The Inverness Leisure Centre retains its full range of facilities and services, with no further funding cuts being imposed. There is widespread recognition that, next to Raigmore Hospital, this is the most important building in the city. At the same time, the centre’s management team decides to raise monthly charges across the board by £5, which would still leave it as the cheapest and best value for money leisure venue in Scotland. The additional money would be spent, where necessary, on providing an even better and more modern standard of equipment. The centre continues to buzz with vitality and energy, playing a key role in ensuring more and more people benefit from a venue which offers the chance of better health, better fitness and an improved sense of wellbeing in 2020 for everyone who goes there.
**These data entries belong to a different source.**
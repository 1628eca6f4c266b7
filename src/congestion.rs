//! CUBIC congestion control with a Reno floor (§4.4).
//!
//! State is per-path. The controller is driven purely by notifications
//! (`acknowledgement`, `ecn_ec`, `repeat`, `timeout`, `spurious_repeat`,
//! `rtt_measurement`); it never reaches back into the packet/connection
//! layers. Represented as a variant tag rather than a trait object (Design
//! Notes §9), so a different congestion discipline could be substituted by
//! re-dispatching in one place without virtual calls on the hot path.

use crate::{CWIN_INITIAL, CWIN_MINIMUM, MIN_MAX_RTT_SCOPE, SSTHRESH_INFINITE, TARGET_RENO_RTT_US};

/// Assumed maximum segment size used throughout the CUBIC formulas.
pub const MTU: u64 = 1460;
/// CUBIC's window-growth-aggressiveness constant.
pub const CUBIC_C: f64 = 0.4;
/// Multiplicative decrease factor applied on loss.
pub const CUBIC_BETA: f64 = 7.0 / 8.0;

#[derive(Debug, Copy, Clone, Eq, PartialEq)]
pub enum AlgState {
    SlowStart,
    Recovery,
    CongestionAvoidance,
}

/// What provoked a call into the controller. `EcnEc`/`Repeat`/`Timeout` are
/// the three loss-signal notifications; they share a recovery-entry path
/// but diverge in the non-timeout/timeout cases of `enter_recovery`.
#[derive(Debug, Copy, Clone, Eq, PartialEq)]
pub enum LossSignal {
    EcnEc,
    Repeat,
    Timeout,
}

/// A small fixed-size ring tracking the last `MIN_MAX_RTT_SCOPE` RTT
/// samples, with a running filtered minimum, for the HyStart slow-start
/// exit test. No allocation (Design Notes §9).
pub struct HyStart {
    samples: [u64; MIN_MAX_RTT_SCOPE],
    len: usize,
    next: usize,
    filtered_min: u64,
    nb_rtt_excess: u32,
    last_sample_time: u64,
}

impl HyStart {
    pub fn new() -> Self {
        Self {
            samples: [0; MIN_MAX_RTT_SCOPE],
            len: 0,
            next: 0,
            filtered_min: 0,
            nb_rtt_excess: 0,
            last_sample_time: 0,
        }
    }

    /// Record one RTT sample (at most once per millisecond, per §4.4) and
    /// report whether this sample trips the HyStart exit test.
    pub fn on_sample(&mut self, now_us: u64, rtt_us: u64) -> bool {
        if now_us.saturating_sub(self.last_sample_time) < 1_000 && self.last_sample_time != 0 {
            return false;
        }
        self.last_sample_time = now_us;

        self.samples[self.next] = rtt_us;
        self.next = (self.next + 1) % MIN_MAX_RTT_SCOPE;
        self.len = (self.len + 1).min(MIN_MAX_RTT_SCOPE);

        let mut sample_min = u64::MAX;
        let mut sample_max = 0u64;
        for i in 0..self.len {
            let s = self.samples[i];
            sample_min = sample_min.min(s);
            sample_max = sample_max.max(s);
        }

        if sample_max < self.filtered_min || self.filtered_min == 0 {
            self.filtered_min = sample_max;
        }

        if sample_min > self.filtered_min && (sample_min - self.filtered_min) * 4 > self.filtered_min {
            self.nb_rtt_excess += 1;
            if self.nb_rtt_excess as usize >= MIN_MAX_RTT_SCOPE {
                return true;
            }
        } else {
            self.nb_rtt_excess = 0;
        }
        false
    }
}

impl Default for HyStart {
    fn default() -> Self {
        Self::new()
    }
}

/// Bracket-and-Newton cube root (§4.4): seed `y=1, v=1`, double/halve until
/// `v ≤ x < 8v`, then three Newton iterations.
pub fn cube_root(x: f64) -> f64 {
    if x <= 0.0 {
        return 0.0;
    }
    let mut y = 1.0f64;
    let mut v = 1.0f64;
    while v > x {
        v /= 8.0;
        y /= 2.0;
    }
    while 8.0 * v <= x {
        v *= 8.0;
        y *= 2.0;
    }
    for _ in 0..3 {
        y += (x - y.powi(3)) / (3.0 * y * y);
    }
    y
}

/// Per-path CUBIC+Reno state.
pub struct CongestionState {
    pub alg_state: AlgState,
    pub cwin: u64,
    pub ssthresh: u64,
    pub w_max: f64,
    pub w_last_max: f64,
    pub w_reno: f64,
    pub k: f64,
    pub start_of_epoch: u64,
    pub previous_start_of_epoch: u64,
    pub recovery_sequence: u64,
    pub hystart: HyStart,
}

impl CongestionState {
    pub fn new() -> Self {
        Self {
            alg_state: AlgState::SlowStart,
            cwin: CWIN_INITIAL,
            ssthresh: SSTHRESH_INFINITE,
            w_max: 0.0,
            w_last_max: 0.0,
            w_reno: CWIN_INITIAL as f64,
            k: 0.0,
            start_of_epoch: 0,
            previous_start_of_epoch: 0,
            recovery_sequence: 0,
            hystart: HyStart::new(),
        }
    }

    fn w_cubic(&self, now: u64) -> f64 {
        let t = (now.saturating_sub(self.start_of_epoch)) as f64 / 1_000_000.0;
        CUBIC_C * (t - self.k).powi(3) + self.w_max
    }

    fn enter_avoidance(&mut self, now: u64) {
        self.k = cube_root(self.w_max * (1.0 - CUBIC_BETA) / CUBIC_C);
        self.start_of_epoch = now;
        self.previous_start_of_epoch = self.start_of_epoch;
        self.alg_state = AlgState::CongestionAvoidance;
    }

    fn enter_recovery(&mut self, now: u64, send_sequence: u64, signal: LossSignal) {
        self.recovery_sequence = send_sequence;
        self.w_max = self.cwin as f64 / MTU as f64;
        if self.w_max < self.w_last_max {
            self.w_last_max = self.w_max;
            self.w_max *= CUBIC_BETA;
        } else {
            self.w_last_max = self.w_max;
        }
        self.ssthresh = (self.w_max * CUBIC_BETA * MTU as f64) as u64;

        if self.ssthresh < CWIN_MINIMUM {
            // `DESIGN.md` Open Question 2: the sentinel overwrite is the
            // observable outcome, not the intermediate CWIN_MINIMUM write.
            self.cwin = CWIN_MINIMUM;
            self.w_reno = CWIN_MINIMUM as f64;
            self.ssthresh = SSTHRESH_INFINITE;
            self.alg_state = AlgState::SlowStart;
        } else if signal == LossSignal::Timeout {
            self.cwin = CWIN_MINIMUM;
            self.alg_state = AlgState::SlowStart;
        } else {
            self.enter_avoidance(now);
            let win_cubic = (self.w_cubic(now) * MTU as f64) as u64;
            self.cwin = win_cubic.max(self.cwin / 2);
            self.w_reno = self.cwin as f64 / 2.0;
        }
    }

    fn correct_spurious(&mut self, now: u64) {
        self.w_max = self.w_last_max;
        self.enter_avoidance(self.previous_start_of_epoch);
        let win_cubic = self.w_cubic(now) * MTU as f64;
        self.w_reno = win_cubic;
        self.ssthresh = (self.w_max * CUBIC_BETA * MTU as f64) as u64;
        self.cwin = self.w_reno as u64;
    }

    /// Whether a loss-type notification arrives within the Recovery guard
    /// window (measured by both the elapsed-RTT and packet-number tests).
    fn within_recovery_guard(&self, now: u64, smoothed_rtt: u64, highest_ack: u64) -> bool {
        now.saturating_sub(self.start_of_epoch) <= smoothed_rtt && self.recovery_sequence > highest_ack
    }

    pub fn on_ack(&mut self, now: u64, bytes: u64, smoothed_rtt: u64, highest_ack: u64) {
        match self.alg_state {
            AlgState::SlowStart => {
                if smoothed_rtt <= TARGET_RENO_RTT_US {
                    self.cwin += bytes;
                } else {
                    self.cwin += bytes.saturating_mul(smoothed_rtt) / TARGET_RENO_RTT_US.max(1);
                }
                if self.cwin >= self.ssthresh {
                    self.w_reno = self.cwin as f64 / 2.0;
                    self.w_max = self.cwin as f64 / MTU as f64;
                    self.w_last_max = self.w_max;
                    self.enter_avoidance(now);
                }
            }
            AlgState::Recovery => {
                if self.within_recovery_guard(now, smoothed_rtt, highest_ack) {
                    return;
                }
                self.alg_state = AlgState::SlowStart;
                self.cwin += bytes;
                if self.cwin >= self.ssthresh {
                    self.alg_state = AlgState::CongestionAvoidance;
                }
            }
            AlgState::CongestionAvoidance => {
                let win_cubic = self.w_cubic(now) * MTU as f64;
                self.w_reno += (bytes as f64) * MTU as f64 / self.w_reno.max(1.0);
                self.cwin = win_cubic.max(self.w_reno) as u64;
            }
        }
    }

    pub fn on_loss(&mut self, now: u64, signal: LossSignal, smoothed_rtt: u64, highest_ack: u64, send_sequence: u64) {
        match self.alg_state {
            AlgState::SlowStart => {
                if now.saturating_sub(self.start_of_epoch) > smoothed_rtt || self.recovery_sequence <= highest_ack {
                    self.enter_recovery(now, send_sequence, signal);
                }
            }
            AlgState::Recovery => {
                if self.within_recovery_guard(now, smoothed_rtt, highest_ack) {
                    return;
                }
                self.enter_recovery(now, send_sequence, signal);
            }
            AlgState::CongestionAvoidance => {
                self.enter_recovery(now, send_sequence, signal);
            }
        }
    }

    pub fn on_spurious_repeat(&mut self, now: u64) {
        self.correct_spurious(now);
    }

    /// `rtt_measurement`: only meaningful in SlowStart, where a HyStart
    /// trip commits an early exit to CongestionAvoidance.
    pub fn on_rtt_measurement(&mut self, now: u64, rtt_us: u64) {
        if !matches!(self.alg_state, AlgState::SlowStart) || self.ssthresh != SSTHRESH_INFINITE {
            self.hystart.on_sample(now, rtt_us);
            return;
        }
        if self.hystart.on_sample(now, rtt_us) {
            self.ssthresh = self.cwin;
            self.w_max = self.cwin as f64 / MTU as f64;
            self.w_last_max = self.w_max;
            self.w_reno = self.cwin as f64;
            self.enter_avoidance(now);
            // Clamp so we're immediately past the post-K region.
            let k_us = (self.k * 1_000_000.0) as u64;
            if now.saturating_sub(self.start_of_epoch) < k_us {
                self.start_of_epoch = now.saturating_sub(k_us);
                self.previous_start_of_epoch = self.start_of_epoch;
            }
        }
    }

    pub fn cwin(&self) -> u64 {
        self.cwin
    }

    pub fn state(&self) -> AlgState {
        self.alg_state
    }

    pub fn ssthresh(&self) -> u64 {
        self.ssthresh
    }
}

impl Default for CongestionState {
    fn default() -> Self {
        Self::new()
    }
}

#[cfg(test)]
mod tests {
    use super::*;

    #[test]
    fn cube_root_matches_known_value() {
        let r = cube_root(27.0);
        assert!((r - 3.0).abs() < 1e-6);
        let r = cube_root(8.0);
        assert!((r - 2.0).abs() < 1e-6);
    }

    #[test]
    fn slow_start_exits_to_avoidance_at_ssthresh() {
        // Scenario E.
        let mut cc = CongestionState::new();
        cc.ssthresh = cc.cwin + 1;
        let pre_cwin = cc.cwin;
        cc.on_ack(0, 2 * MTU, 50_000, 0);
        assert_eq!(cc.alg_state, AlgState::CongestionAvoidance);
        let expected_k = cube_root((pre_cwin as f64 / MTU as f64) * (1.0 - CUBIC_BETA) / CUBIC_C);
        assert!((cc.k - expected_k).abs() < 1e-6);
    }

    #[test]
    fn congestion_avoidance_never_drops_below_reno_floor() {
        let mut cc = CongestionState::new();
        cc.alg_state = AlgState::CongestionAvoidance;
        cc.w_reno = 20_000.0;
        cc.w_max = 30.0;
        cc.start_of_epoch = 0;
        cc.k = 1.0;
        for t in (0..10).map(|i| i * 10_000) {
            cc.on_ack(t, MTU, 50_000, 0);
            assert!(cc.cwin as f64 >= cc.w_reno);
        }
    }

    #[test]
    fn enter_recovery_non_timeout_above_minimum_lands_in_avoidance() {
        let mut cc = CongestionState::new();
        cc.cwin = 10 * CWIN_MINIMUM;
        cc.w_last_max = 0.0;
        cc.on_loss(0, LossSignal::Repeat, 50_000, 0, 1);
        assert!(cc.ssthresh >= CWIN_MINIMUM);
        assert_eq!(cc.alg_state, AlgState::CongestionAvoidance);
    }

    #[test]
    fn spurious_repeat_restores_w_max_from_w_last_max() {
        // Scenario F.
        let mut cc = CongestionState::new();
        cc.cwin = 10 * CWIN_MINIMUM;
        cc.on_loss(0, LossSignal::Repeat, 50_000, 0, 1);
        let w_last_max = cc.w_last_max;
        cc.recovery_sequence = 1;
        cc.on_spurious_repeat(25_000);
        assert_eq!(cc.w_max, w_last_max);
        assert_eq!(cc.alg_state, AlgState::CongestionAvoidance);
    }

    #[test]
    fn recovery_guard_ignores_everything_but_spurious_repeat() {
        let mut cc = CongestionState::new();
        cc.alg_state = AlgState::Recovery;
        cc.start_of_epoch = 0;
        cc.recovery_sequence = 100;
        let cwin_before = cc.cwin;
        cc.on_ack(10, MTU, 1_000_000, 50); // within guard: highest_ack(50) < recovery_sequence(100)
        assert_eq!(cc.cwin, cwin_before);
    }

    #[test]
    fn hystart_trips_on_scope_th_consecutive_excess_sample() {
        let mut hy = HyStart::new();
        let mut tripped = false;
        let mut now = 0u64;
        // Establish a low filtered minimum first.
        tripped |= hy.on_sample(now, 10_000);
        for _ in 0..MIN_MAX_RTT_SCOPE {
            now += 2_000;
            // Each sample is >= 1.25x the filtered min of 10ms.
            tripped |= hy.on_sample(now, 13_000);
        }
        assert!(tripped);
    }
}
Inverness news and views forges ahead

Inverness news and views launched last January, and at the end of our first full year, whether our hopes and expectations as above are realised or not, we’ll continue to cover issues in  a way you won’t find anywhere else, as we forge ahead into a new year and a new decade. 

And last, but by no means least, we wish a Very Happy New Year to all our readers, regardless of differing views and perspectives. See you in 2020.

One thought on “In the year 2525…

  1. Enjoyed your posts very much throughout 2019.
    Look forward to reading them in 2020.
    Happy and prosperous New Year to all leavers, remainers and incomers. We are all Jock Thomson’s bairns.